[UK] Employer failed to provide reasonable adjustments for months, disciplined me for the resulting absences, and triggered medical emergencies. Do I have a claim and what is a realistic settlement value?
TL;DR: My employer delayed my start date to order disability equipment, but left me without it for over half a year. This caused severe physical pain, which led to medication that triggered multiple life-threatening respiratory emergencies at work. Managers withheld critical H&S emails. The employer secretly authorised paid special leave because the office was unsafe, but still gave me a formal written warning for absences caused by the missing equipment. Do I have a strong tribunal claim, should I push for a settlement, and what might a realistic financial value be?
Body:
I work in a large public sector organisation. Before starting, I declared multiple disabilities (spinal/mobility issues, a severe chronic respiratory condition, and I am neurodivergent). The employer delayed my start date specifically to ensure a specialist ergonomic chair and a rise-and-fall desk were ordered and ready for day one.
The equipment wasn't there when I started. It took nearly six months for a chair to arrive, and when it did, it was defective. The desk arrived a month later
Because I had no ergonomic chair, my spinal issue flared up severely. I have a long daily commute that already takes a toll on my back, so the lack of office support pushed it over the edge. I required a prescription for NSAIDs to manage the pain. Those NSAIDs are a known trigger for my respiratory condition. This directly caused life-threatening respiratory failures within six months, requiring emergency ambulances to be called to my workplace. A hospital formally documented this exact chain of events.
My line manager actively withheld a critical email from the Health & Safety team for about a month, deliberately stalling my equipment order while I was in physical pain.

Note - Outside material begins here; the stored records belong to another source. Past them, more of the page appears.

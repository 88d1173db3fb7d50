//! Capture worker thread
//!
//! One worker owns one capture source and polls it on a dedicated OS thread
//! with its own rendering context. Decoded frames are staged through a
//! double-buffered [`FrameRing`] (row order corrected for the texture layout)
//! and uploaded into the live capture texture from the polling thread.
//!
//! Stopping always joins the thread, so no detached thread outlives the
//! worker; the join blocks until the in-flight poll call returns, which is
//! bounded only by the capture library's own responsiveness.

use std::sync::atomic::{AtomicBool, Ordering};
use std::sync::Arc;
use std::thread::JoinHandle;
use std::time::{Duration, Instant};

use parking_lot::Mutex;

use crate::capture::{CaptureConfig, CaptureSource, CaptureStats, FrameSink};
use crate::gfx::{GpuUploader, PixelLayout, RenderContext, TextureId};

/// Pause between polls to bound CPU usage on fast devices.
const POLL_INTERVAL: Duration = Duration::from_millis(20);

/// Hook run on every decoded frame before upload. Returning `false` drops
/// the frame (a command sheet is in view and must not reach the dome).
pub type FrameInspector = Box<dyn FnMut(&[u8], i32, i32) -> bool + Send>;

/// Double-buffered staging between frame decode and texture upload.
///
/// The writer fills the back slot, then publishes it by bumping the sequence
/// counter, so a reader can never observe a half-written frame. Only the
/// latest frame is retained; an unconsumed frame is overwritten rather than
/// blocking the capture thread.
#[derive(Debug)]
pub struct FrameRing {
    slots: [Vec<u8>; 2],
    width: i32,
    height: i32,
    layout: PixelLayout,
    sequence: u64,
}

impl FrameRing {
    pub fn new(width: i32, height: i32, layout: PixelLayout) -> Self {
        let len = width as usize * height as usize * layout.bytes_per_pixel();
        Self {
            slots: [vec![0; len], vec![0; len]],
            width,
            height,
            layout,
            sequence: 0,
        }
    }

    fn stride(&self) -> usize {
        self.width as usize * self.layout.bytes_per_pixel()
    }

    /// Copy one source frame into the back slot and publish it.
    ///
    /// Source rows arrive bottom-up relative to the texture layout, so the
    /// copy reverses row order by default; `flip` copies forward instead.
    pub fn write_frame(&mut self, rows: &[u8], flip: bool) {
        let stride = self.stride();
        let height = self.height as usize;
        let back = ((self.sequence + 1) % 2) as usize;
        let slot = &mut self.slots[back];

        if flip {
            slot[..stride * height].copy_from_slice(&rows[..stride * height]);
        } else {
            for row in 0..height {
                let src_row = height - 1 - row;
                let src = &rows[src_row * stride..(src_row + 1) * stride];
                slot[row * stride..(row + 1) * stride].copy_from_slice(src);
            }
        }

        self.sequence += 1;
    }

    /// Latest fully published frame, if any frame has been written yet.
    pub fn latest(&self) -> Option<&[u8]> {
        if self.sequence == 0 {
            None
        } else {
            Some(&self.slots[(self.sequence % 2) as usize])
        }
    }

    /// Number of frames published so far.
    pub fn sequence(&self) -> u64 {
        self.sequence
    }

    pub fn width(&self) -> i32 {
        self.width
    }

    pub fn height(&self) -> i32 {
        self.height
    }

    pub fn layout(&self) -> PixelLayout {
        self.layout
    }
}

/// Everything the polling thread shares with the owning worker.
#[derive(Clone)]
struct WorkerLink {
    source: Arc<Mutex<Box<dyn CaptureSource>>>,
    context: Arc<Mutex<Box<dyn RenderContext>>>,
    uploader: Arc<Mutex<Box<dyn GpuUploader>>>,
    inspector: Arc<Mutex<Option<FrameInspector>>>,
    stats: Arc<Mutex<CaptureStats>>,
    running: Arc<AtomicBool>,
}

/// Owns one capture source instance and its polling thread.
pub struct CaptureWorker {
    config: CaptureConfig,
    link: WorkerLink,
    target: TextureId,
    handle: Option<JoinHandle<()>>,
}

impl CaptureWorker {
    pub fn new(
        config: CaptureConfig,
        source: Box<dyn CaptureSource>,
        context: Box<dyn RenderContext>,
        uploader: Box<dyn GpuUploader>,
    ) -> Self {
        Self {
            config,
            link: WorkerLink {
                source: Arc::new(Mutex::new(source)),
                context: Arc::new(Mutex::new(context)),
                uploader: Arc::new(Mutex::new(uploader)),
                inspector: Arc::new(Mutex::new(None)),
                stats: Arc::new(Mutex::new(CaptureStats::new())),
                running: Arc::new(AtomicBool::new(false)),
            },
            target: TextureId::NONE,
            handle: None,
        }
    }

    pub fn config(&self) -> &CaptureConfig {
        &self.config
    }

    /// Open the underlying source. Called once at graphics init time,
    /// before the first `start`.
    pub fn open_source(&mut self) -> Result<(i32, i32), crate::capture::CaptureError> {
        let mut source = self.link.source.lock();
        source.open()?;
        Ok((source.width(), source.height()))
    }

    /// Texture the worker uploads into. `TextureId::NONE` disables uploads
    /// (frames are still polled and dropped).
    pub fn set_target(&mut self, target: TextureId) {
        self.target = target;
    }

    pub fn set_inspector(&mut self, inspector: FrameInspector) {
        *self.link.inspector.lock() = Some(inspector);
    }

    /// Latest capture rate in frames per second.
    pub fn capture_rate(&self) -> f64 {
        self.link.stats.lock().rate()
    }

    pub fn is_running(&self) -> bool {
        self.link.running.load(Ordering::Acquire)
    }

    /// Spawn the polling thread if this node owns the capture device.
    ///
    /// Calling `start` while already running is a no-op; every other cluster
    /// node is a no-op too and only tracks the shared running state.
    pub fn start(&mut self, local_address: &str) -> bool {
        if self.handle.is_some() {
            return true;
        }
        if local_address != self.config.host {
            return false;
        }

        self.link.running.store(true, Ordering::Release);

        let link = self.link.clone();
        let target = self.target;
        let flip = self.config.flip;
        let spawned = std::thread::Builder::new()
            .name("capture-poll".to_string())
            .spawn(move || poll_loop(link, target, flip));

        match spawned {
            Ok(handle) => {
                self.handle = Some(handle);
                true
            }
            Err(e) => {
                log::error!("failed to spawn capture thread: {e}");
                self.link.running.store(false, Ordering::Release);
                false
            }
        }
    }

    /// Clear the running flag and join the polling thread.
    ///
    /// No-op when already stopped. Blocks the caller until the in-flight
    /// poll returns.
    pub fn stop(&mut self) {
        self.link.running.store(false, Ordering::Release);
        if let Some(handle) = self.handle.take() {
            let _ = handle.join();
        }
    }
}

impl Drop for CaptureWorker {
    fn drop(&mut self) {
        self.stop();
    }
}

/// Sink that moves each decoded frame through the ring into the texture.
struct UploadSink<'a> {
    ring: &'a mut Option<FrameRing>,
    uploader: &'a mut dyn GpuUploader,
    inspector: &'a mut Option<FrameInspector>,
    target: TextureId,
    flip: bool,
    stats: &'a Mutex<CaptureStats>,
    started: Instant,
}

impl FrameSink for UploadSink<'_> {
    fn frame(&mut self, rows: &[u8], width: i32, height: i32) {
        if let Some(inspector) = self.inspector.as_mut() {
            if !inspector(rows, width, height) {
                return;
            }
        }

        let Some(ring) = self.ring.as_mut() else {
            return;
        };
        ring.write_frame(rows, self.flip);

        if self.target.is_valid() {
            if let Some(frame) = ring.latest() {
                self.uploader
                    .upload(self.target, ring.width(), ring.height(), ring.layout(), frame);
            }
        }

        self.stats.lock().sample(self.started.elapsed().as_secs_f64());
    }
}

fn poll_loop(link: WorkerLink, target: TextureId, flip: bool) {
    link.context.lock().make_current();

    let (width, height, layout) = {
        let source = link.source.lock();
        (source.width(), source.height(), source.pixel_layout())
    };

    // Hot-plugged or not-yet-negotiated devices report zero sizes; keep
    // polling anyway so a reconnect can be picked up by a restart.
    let mut ring = if width * height > 0 {
        Some(FrameRing::new(width, height, layout))
    } else {
        log::error!("invalid capture size ({width}x{height}), staging disabled");
        None
    };

    let started = Instant::now();

    while link.running.load(Ordering::Acquire) {
        {
            let mut source = link.source.lock();
            let mut uploader = link.uploader.lock();
            let mut inspector = link.inspector.lock();
            let mut sink = UploadSink {
                ring: &mut ring,
                uploader: &mut **uploader,
                inspector: &mut *inspector,
                target,
                flip,
                stats: &link.stats,
                started,
            };
            if let Err(e) = source.poll(&mut sink) {
                log::warn!("capture poll failed: {e}");
            }
        }

        std::thread::sleep(POLL_INTERVAL);
    }

    link.context.lock().detach();
}

#[cfg(test)]
mod tests {
    use super::*;
    use crate::capture::mock::ScriptedSource;
    use crate::gfx::mock::{MockContext, MockUploader};

    /// Delegating uploader so tests can inspect uploads after the worker
    /// has consumed the boxed instance.
    struct SharedUploader(Arc<Mutex<MockUploader>>);

    impl GpuUploader for SharedUploader {
        fn alloc_texture(&mut self, w: i32, h: i32) -> Result<TextureId, crate::gfx::GfxError> {
            self.0.lock().alloc_texture(w, h)
        }

        fn upload(&mut self, tex: TextureId, w: i32, h: i32, layout: PixelLayout, pixels: &[u8]) {
            self.0.lock().upload(tex, w, h, layout, pixels)
        }

        fn upload_image(&mut self, w: i32, h: i32, pixels: &[u8]) -> Result<TextureId, crate::gfx::GfxError> {
            self.0.lock().upload_image(w, h, pixels)
        }

        fn copy_texture(&mut self, src: TextureId, dst: TextureId, w: i32, h: i32) {
            self.0.lock().copy_texture(src, dst, w, h)
        }

        fn delete_texture(&mut self, tex: TextureId) {
            self.0.lock().delete_texture(tex)
        }
    }

    /// Bottom-up source frame: marker row of 0xAA at the source's last row
    /// (which is the top of the image), 0x11 everywhere else.
    fn marked_frame(width: usize, height: usize) -> Vec<u8> {
        let stride = width * 3;
        let mut rows = vec![0x11u8; stride * height];
        for byte in &mut rows[stride * (height - 1)..] {
            *byte = 0xAA;
        }
        rows
    }

    fn host_worker(
        width: i32,
        height: i32,
    ) -> (
        CaptureWorker,
        Arc<Mutex<MockUploader>>,
        Arc<std::sync::atomic::AtomicUsize>,
    ) {
        let uploads = Arc::new(Mutex::new(MockUploader::default()));
        let source = ScriptedSource::new(width, height, PixelLayout::Bgr8, if width > 0 {
            marked_frame(width as usize, height as usize)
        } else {
            Vec::new()
        });
        let polls = Arc::clone(&source.polls);
        let config = CaptureConfig {
            host: "10.0.0.1".to_string(),
            ..Default::default()
        };
        let mut worker = CaptureWorker::new(
            config,
            Box::new(source),
            Box::new(MockContext::default()),
            Box::new(SharedUploader(Arc::clone(&uploads))),
        );
        worker.set_target(TextureId(1));
        (worker, uploads, polls)
    }

    #[test]
    fn test_ring_default_reverses_rows() {
        let mut ring = FrameRing::new(2, 3, PixelLayout::Bgr8);
        ring.write_frame(&marked_frame(2, 3), false);
        let frame = ring.latest().unwrap();
        // Marker row lands at the top of the staged frame.
        assert!(frame[..6].iter().all(|&b| b == 0xAA));
        assert!(frame[6..].iter().all(|&b| b == 0x11));
    }

    #[test]
    fn test_ring_flip_copies_forward() {
        let mut ring = FrameRing::new(2, 3, PixelLayout::Bgr8);
        ring.write_frame(&marked_frame(2, 3), true);
        let frame = ring.latest().unwrap();
        // Marker row stays at the bottom.
        assert!(frame[..6].iter().all(|&b| b == 0x11));
        assert!(frame[12..].iter().all(|&b| b == 0xAA));
    }

    #[test]
    fn test_ring_packed16_stride() {
        // 2 bytes per pixel: rows are narrower than the color path.
        let mut ring = FrameRing::new(3, 2, PixelLayout::Packed16);
        let rows: Vec<u8> = vec![1, 1, 1, 1, 1, 1, 2, 2, 2, 2, 2, 2];
        ring.write_frame(&rows, false);
        let frame = ring.latest().unwrap();
        assert_eq!(frame.len(), 12);
        assert!(frame[..6].iter().all(|&b| b == 2));
        assert!(frame[6..].iter().all(|&b| b == 1));
    }

    #[test]
    fn test_ring_alternates_slots() {
        let mut ring = FrameRing::new(1, 1, PixelLayout::Bgr8);
        assert!(ring.latest().is_none());

        ring.write_frame(&[1, 1, 1], true);
        assert_eq!(ring.latest().unwrap(), &[1, 1, 1]);
        assert_eq!(ring.sequence(), 1);

        ring.write_frame(&[2, 2, 2], true);
        assert_eq!(ring.latest().unwrap(), &[2, 2, 2]);
        assert_eq!(ring.sequence(), 2);
    }

    #[test]
    fn test_start_skipped_on_non_host_node() {
        let (mut worker, uploads, _polls) = host_worker(2, 2);
        assert!(!worker.start("10.0.0.2"));
        assert!(!worker.is_running());
        worker.stop();
        assert!(uploads.lock().uploads.is_empty());
    }

    #[test]
    fn test_start_twice_spawns_once() {
        let (mut worker, _uploads, _polls) = host_worker(2, 2);
        assert!(worker.start("10.0.0.1"));
        assert!(worker.is_running());
        assert!(worker.start("10.0.0.1"));
        worker.stop();
        assert!(!worker.is_running());
    }

    #[test]
    fn test_stop_when_stopped_is_noop() {
        let (mut worker, _uploads, _polls) = host_worker(2, 2);
        worker.stop();
        worker.stop();
        assert!(!worker.is_running());
    }

    #[test]
    fn test_worker_uploads_flipped_frames() {
        let (mut worker, uploads, _polls) = host_worker(2, 3);
        assert!(worker.start("10.0.0.1"));
        std::thread::sleep(Duration::from_millis(80));
        worker.stop();

        let uploads = uploads.lock();
        assert!(!uploads.uploads.is_empty());
        let (tex, layout, pixels) = &uploads.uploads[0];
        assert_eq!(*tex, TextureId(1));
        assert_eq!(*layout, PixelLayout::Bgr8);
        // Default (no flip flag): marker row moved to the top.
        assert!(pixels[..6].iter().all(|&b| b == 0xAA));
    }

    #[test]
    fn test_zero_size_device_keeps_polling() {
        let (mut worker, uploads, polls) = host_worker(0, 0);
        assert!(worker.start("10.0.0.1"));
        std::thread::sleep(Duration::from_millis(60));
        worker.stop();
        // No staging, no uploads, no crash.
        assert!(uploads.lock().uploads.is_empty());
    }

    #[test]
    fn test_inspector_gates_upload() {
        let (mut worker, uploads, _polls) = host_worker(2, 2);
        worker.set_inspector(Box::new(|_, _, _| false));
        assert!(worker.start("10.0.0.1"));
        std::thread::sleep(Duration::from_millis(60));
        worker.stop();
        assert!(uploads.lock().uploads.is_empty());
    }
}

The employer internally authorised around two months of "Paid Special Leave," acknowledging the working environment was unsafe. However, they hid this status from me, told me to keep working, and then issued a Formal Written Warning for sickness absences—including disciplining me for an absence that fell inside the exact dates of their own authorised Paid Special Leave.
A subsequent manager explicitly put in writing that Occupational Health recommendations are essentially just a loophole they don't actually have to follow.
The employer refused remote work, claiming the role required face-to-face attendance. However, a colleague in my exact role and probation status was granted 100% remote work.
Settlement & Next Steps:
I've filed a grievance, but they have formally rejected ACAS Early Conciliation. My probation has been extended.
I want to avoid a drawn-out, multi-year legal battle if possible.
Given the evidence, I am looking at claims for failure to make reasonable adjustments, discrimination arising from disability, victimisation, and potential personal injury. I earn an average salary with a generous defined-benefit pension scheme.
What is a realistic settlement value I should be aiming for? How do I calculate this, and what is the best strategy to force them to the negotiating table now that they've rejected ACAS?